Records for the task:
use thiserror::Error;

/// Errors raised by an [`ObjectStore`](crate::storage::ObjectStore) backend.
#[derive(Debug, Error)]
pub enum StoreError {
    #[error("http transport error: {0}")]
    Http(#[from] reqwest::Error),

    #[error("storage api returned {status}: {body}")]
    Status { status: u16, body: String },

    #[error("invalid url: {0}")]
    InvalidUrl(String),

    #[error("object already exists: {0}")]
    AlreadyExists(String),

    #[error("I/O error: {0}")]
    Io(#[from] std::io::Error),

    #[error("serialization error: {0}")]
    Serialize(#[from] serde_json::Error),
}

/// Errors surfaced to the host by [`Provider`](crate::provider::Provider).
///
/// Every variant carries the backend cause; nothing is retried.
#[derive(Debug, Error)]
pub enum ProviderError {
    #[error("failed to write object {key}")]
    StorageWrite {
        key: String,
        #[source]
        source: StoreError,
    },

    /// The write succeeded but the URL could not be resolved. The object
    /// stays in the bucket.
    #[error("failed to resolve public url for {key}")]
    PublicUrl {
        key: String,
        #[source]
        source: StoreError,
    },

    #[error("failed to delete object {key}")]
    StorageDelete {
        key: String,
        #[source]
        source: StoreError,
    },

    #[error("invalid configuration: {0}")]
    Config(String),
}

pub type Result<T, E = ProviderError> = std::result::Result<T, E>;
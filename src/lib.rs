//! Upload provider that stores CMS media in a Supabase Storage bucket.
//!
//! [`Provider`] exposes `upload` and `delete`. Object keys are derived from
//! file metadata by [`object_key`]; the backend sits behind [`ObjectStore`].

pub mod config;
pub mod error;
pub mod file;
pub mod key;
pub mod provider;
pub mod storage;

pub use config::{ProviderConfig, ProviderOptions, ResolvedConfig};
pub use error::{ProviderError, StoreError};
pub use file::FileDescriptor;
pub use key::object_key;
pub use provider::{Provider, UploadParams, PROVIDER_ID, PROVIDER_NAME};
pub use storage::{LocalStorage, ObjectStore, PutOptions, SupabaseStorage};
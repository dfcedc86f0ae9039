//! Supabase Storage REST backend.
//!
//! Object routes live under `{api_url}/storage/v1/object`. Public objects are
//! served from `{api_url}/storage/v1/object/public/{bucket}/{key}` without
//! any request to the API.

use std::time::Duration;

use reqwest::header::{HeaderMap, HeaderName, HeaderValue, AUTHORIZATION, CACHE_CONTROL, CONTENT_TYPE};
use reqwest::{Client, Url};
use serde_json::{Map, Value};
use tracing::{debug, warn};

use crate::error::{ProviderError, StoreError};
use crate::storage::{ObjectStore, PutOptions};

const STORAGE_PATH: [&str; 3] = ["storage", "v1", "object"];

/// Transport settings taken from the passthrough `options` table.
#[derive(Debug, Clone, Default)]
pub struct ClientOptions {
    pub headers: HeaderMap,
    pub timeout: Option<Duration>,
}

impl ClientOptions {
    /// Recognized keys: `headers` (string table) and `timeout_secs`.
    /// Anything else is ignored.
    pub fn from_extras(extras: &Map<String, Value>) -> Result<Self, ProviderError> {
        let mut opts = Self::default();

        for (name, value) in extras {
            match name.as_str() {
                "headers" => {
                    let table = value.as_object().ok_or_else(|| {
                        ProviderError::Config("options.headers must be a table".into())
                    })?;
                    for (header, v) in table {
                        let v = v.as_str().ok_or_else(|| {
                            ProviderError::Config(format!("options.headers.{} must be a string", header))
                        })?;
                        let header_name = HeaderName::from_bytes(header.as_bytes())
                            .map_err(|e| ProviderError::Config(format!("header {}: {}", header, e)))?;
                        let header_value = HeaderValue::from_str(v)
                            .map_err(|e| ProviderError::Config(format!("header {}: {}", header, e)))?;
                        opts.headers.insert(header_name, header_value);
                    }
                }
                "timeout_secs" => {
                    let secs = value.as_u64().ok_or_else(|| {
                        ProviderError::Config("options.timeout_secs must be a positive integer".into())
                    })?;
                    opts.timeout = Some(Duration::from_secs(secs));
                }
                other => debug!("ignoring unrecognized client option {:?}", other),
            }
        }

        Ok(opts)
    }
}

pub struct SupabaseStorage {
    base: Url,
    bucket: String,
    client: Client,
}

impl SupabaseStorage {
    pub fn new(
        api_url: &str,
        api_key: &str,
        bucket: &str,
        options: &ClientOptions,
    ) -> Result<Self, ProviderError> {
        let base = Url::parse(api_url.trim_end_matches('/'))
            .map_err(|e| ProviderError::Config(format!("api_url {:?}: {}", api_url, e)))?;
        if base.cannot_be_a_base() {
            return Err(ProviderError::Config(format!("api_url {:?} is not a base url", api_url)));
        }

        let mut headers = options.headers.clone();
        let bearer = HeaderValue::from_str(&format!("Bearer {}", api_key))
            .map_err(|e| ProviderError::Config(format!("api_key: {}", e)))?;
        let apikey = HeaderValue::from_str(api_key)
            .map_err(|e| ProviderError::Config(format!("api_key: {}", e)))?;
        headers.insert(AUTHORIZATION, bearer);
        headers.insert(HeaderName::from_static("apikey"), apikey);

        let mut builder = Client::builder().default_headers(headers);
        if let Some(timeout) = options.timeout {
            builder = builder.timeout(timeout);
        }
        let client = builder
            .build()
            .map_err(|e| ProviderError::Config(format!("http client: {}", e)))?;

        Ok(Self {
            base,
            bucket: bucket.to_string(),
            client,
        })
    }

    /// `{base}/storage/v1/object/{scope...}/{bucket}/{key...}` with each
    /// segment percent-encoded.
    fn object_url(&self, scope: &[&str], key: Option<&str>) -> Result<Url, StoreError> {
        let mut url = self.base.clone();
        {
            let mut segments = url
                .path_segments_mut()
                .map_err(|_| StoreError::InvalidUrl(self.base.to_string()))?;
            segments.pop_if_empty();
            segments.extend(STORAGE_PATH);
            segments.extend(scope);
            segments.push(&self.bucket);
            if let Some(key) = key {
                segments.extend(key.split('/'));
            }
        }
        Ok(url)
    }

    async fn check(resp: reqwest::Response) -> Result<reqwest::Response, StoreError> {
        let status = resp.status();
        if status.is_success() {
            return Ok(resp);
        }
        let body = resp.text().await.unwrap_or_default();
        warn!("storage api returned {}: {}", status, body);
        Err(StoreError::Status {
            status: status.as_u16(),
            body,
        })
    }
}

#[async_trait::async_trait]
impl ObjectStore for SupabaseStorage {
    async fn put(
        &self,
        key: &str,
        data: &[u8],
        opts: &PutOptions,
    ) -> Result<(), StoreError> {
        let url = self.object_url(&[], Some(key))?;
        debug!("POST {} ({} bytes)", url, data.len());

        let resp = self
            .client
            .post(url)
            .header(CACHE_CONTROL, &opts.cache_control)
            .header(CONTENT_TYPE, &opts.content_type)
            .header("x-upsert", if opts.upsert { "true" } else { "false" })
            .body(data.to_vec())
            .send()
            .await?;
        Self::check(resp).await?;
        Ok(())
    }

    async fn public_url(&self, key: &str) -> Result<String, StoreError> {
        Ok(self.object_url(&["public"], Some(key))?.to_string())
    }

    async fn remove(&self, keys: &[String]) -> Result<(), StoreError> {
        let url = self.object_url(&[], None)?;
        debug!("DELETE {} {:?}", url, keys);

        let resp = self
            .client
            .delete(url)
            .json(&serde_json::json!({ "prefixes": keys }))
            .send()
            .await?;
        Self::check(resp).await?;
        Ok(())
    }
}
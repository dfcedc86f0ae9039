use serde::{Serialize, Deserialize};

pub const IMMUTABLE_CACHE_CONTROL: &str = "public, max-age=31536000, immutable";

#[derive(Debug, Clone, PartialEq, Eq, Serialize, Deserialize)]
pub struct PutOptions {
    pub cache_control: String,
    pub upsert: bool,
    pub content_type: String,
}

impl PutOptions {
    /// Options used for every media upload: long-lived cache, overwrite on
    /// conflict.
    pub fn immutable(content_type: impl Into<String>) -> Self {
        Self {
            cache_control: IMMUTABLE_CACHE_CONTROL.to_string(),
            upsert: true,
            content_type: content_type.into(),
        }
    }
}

==

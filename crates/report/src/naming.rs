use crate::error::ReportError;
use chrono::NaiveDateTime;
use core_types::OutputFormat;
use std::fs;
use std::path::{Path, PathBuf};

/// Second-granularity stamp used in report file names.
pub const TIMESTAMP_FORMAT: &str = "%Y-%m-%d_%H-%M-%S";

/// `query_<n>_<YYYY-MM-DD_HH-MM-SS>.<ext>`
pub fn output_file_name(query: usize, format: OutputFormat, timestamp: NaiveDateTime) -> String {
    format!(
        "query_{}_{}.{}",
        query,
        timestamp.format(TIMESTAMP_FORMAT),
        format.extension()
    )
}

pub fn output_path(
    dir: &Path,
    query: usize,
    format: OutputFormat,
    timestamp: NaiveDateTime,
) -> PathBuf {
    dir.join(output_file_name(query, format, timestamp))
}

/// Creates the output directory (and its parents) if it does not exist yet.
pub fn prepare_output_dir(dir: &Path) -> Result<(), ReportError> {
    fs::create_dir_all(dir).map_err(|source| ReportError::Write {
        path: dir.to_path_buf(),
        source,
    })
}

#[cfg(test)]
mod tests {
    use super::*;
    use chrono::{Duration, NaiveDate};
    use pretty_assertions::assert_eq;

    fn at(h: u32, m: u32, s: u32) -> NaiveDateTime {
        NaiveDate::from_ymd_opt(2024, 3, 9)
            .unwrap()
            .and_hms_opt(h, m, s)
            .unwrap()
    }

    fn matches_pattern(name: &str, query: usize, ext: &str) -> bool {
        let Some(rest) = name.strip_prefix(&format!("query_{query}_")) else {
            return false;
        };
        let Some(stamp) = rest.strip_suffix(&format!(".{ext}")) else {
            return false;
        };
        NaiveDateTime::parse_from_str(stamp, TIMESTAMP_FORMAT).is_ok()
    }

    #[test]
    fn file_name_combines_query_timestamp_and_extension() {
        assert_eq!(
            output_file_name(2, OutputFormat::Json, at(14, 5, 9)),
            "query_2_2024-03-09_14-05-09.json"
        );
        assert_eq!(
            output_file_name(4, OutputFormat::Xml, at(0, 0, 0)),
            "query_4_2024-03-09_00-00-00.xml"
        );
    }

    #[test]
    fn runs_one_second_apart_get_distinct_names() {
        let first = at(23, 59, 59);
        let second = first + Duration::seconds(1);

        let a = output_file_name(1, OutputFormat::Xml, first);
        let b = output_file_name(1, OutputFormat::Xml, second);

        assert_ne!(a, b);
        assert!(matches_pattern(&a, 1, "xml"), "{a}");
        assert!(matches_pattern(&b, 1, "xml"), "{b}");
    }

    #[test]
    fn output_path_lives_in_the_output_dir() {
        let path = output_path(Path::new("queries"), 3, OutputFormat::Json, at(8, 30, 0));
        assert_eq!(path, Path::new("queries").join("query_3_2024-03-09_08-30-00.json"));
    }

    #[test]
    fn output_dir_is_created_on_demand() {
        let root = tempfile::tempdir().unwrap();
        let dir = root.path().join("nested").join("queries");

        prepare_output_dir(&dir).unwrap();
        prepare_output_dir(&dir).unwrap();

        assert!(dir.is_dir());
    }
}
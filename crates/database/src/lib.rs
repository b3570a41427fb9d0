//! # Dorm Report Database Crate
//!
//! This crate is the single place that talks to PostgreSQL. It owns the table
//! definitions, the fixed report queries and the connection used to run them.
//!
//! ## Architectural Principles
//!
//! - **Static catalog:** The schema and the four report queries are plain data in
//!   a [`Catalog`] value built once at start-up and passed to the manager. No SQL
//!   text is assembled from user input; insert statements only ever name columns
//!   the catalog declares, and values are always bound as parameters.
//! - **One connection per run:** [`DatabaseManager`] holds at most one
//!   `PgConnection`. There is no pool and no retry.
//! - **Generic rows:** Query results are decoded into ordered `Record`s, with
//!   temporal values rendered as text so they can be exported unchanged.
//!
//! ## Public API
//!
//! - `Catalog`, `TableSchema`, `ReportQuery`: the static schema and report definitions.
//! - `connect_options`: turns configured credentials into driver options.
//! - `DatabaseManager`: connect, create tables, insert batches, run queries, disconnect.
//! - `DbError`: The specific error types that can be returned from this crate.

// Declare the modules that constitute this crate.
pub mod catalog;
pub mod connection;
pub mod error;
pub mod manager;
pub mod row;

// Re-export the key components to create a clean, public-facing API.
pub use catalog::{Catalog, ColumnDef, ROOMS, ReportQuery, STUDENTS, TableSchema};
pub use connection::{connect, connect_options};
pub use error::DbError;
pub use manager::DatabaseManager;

Task prompt: Say how many lines of these records hold the string "true", giving the number and no other words.

Solution to this exercise: 2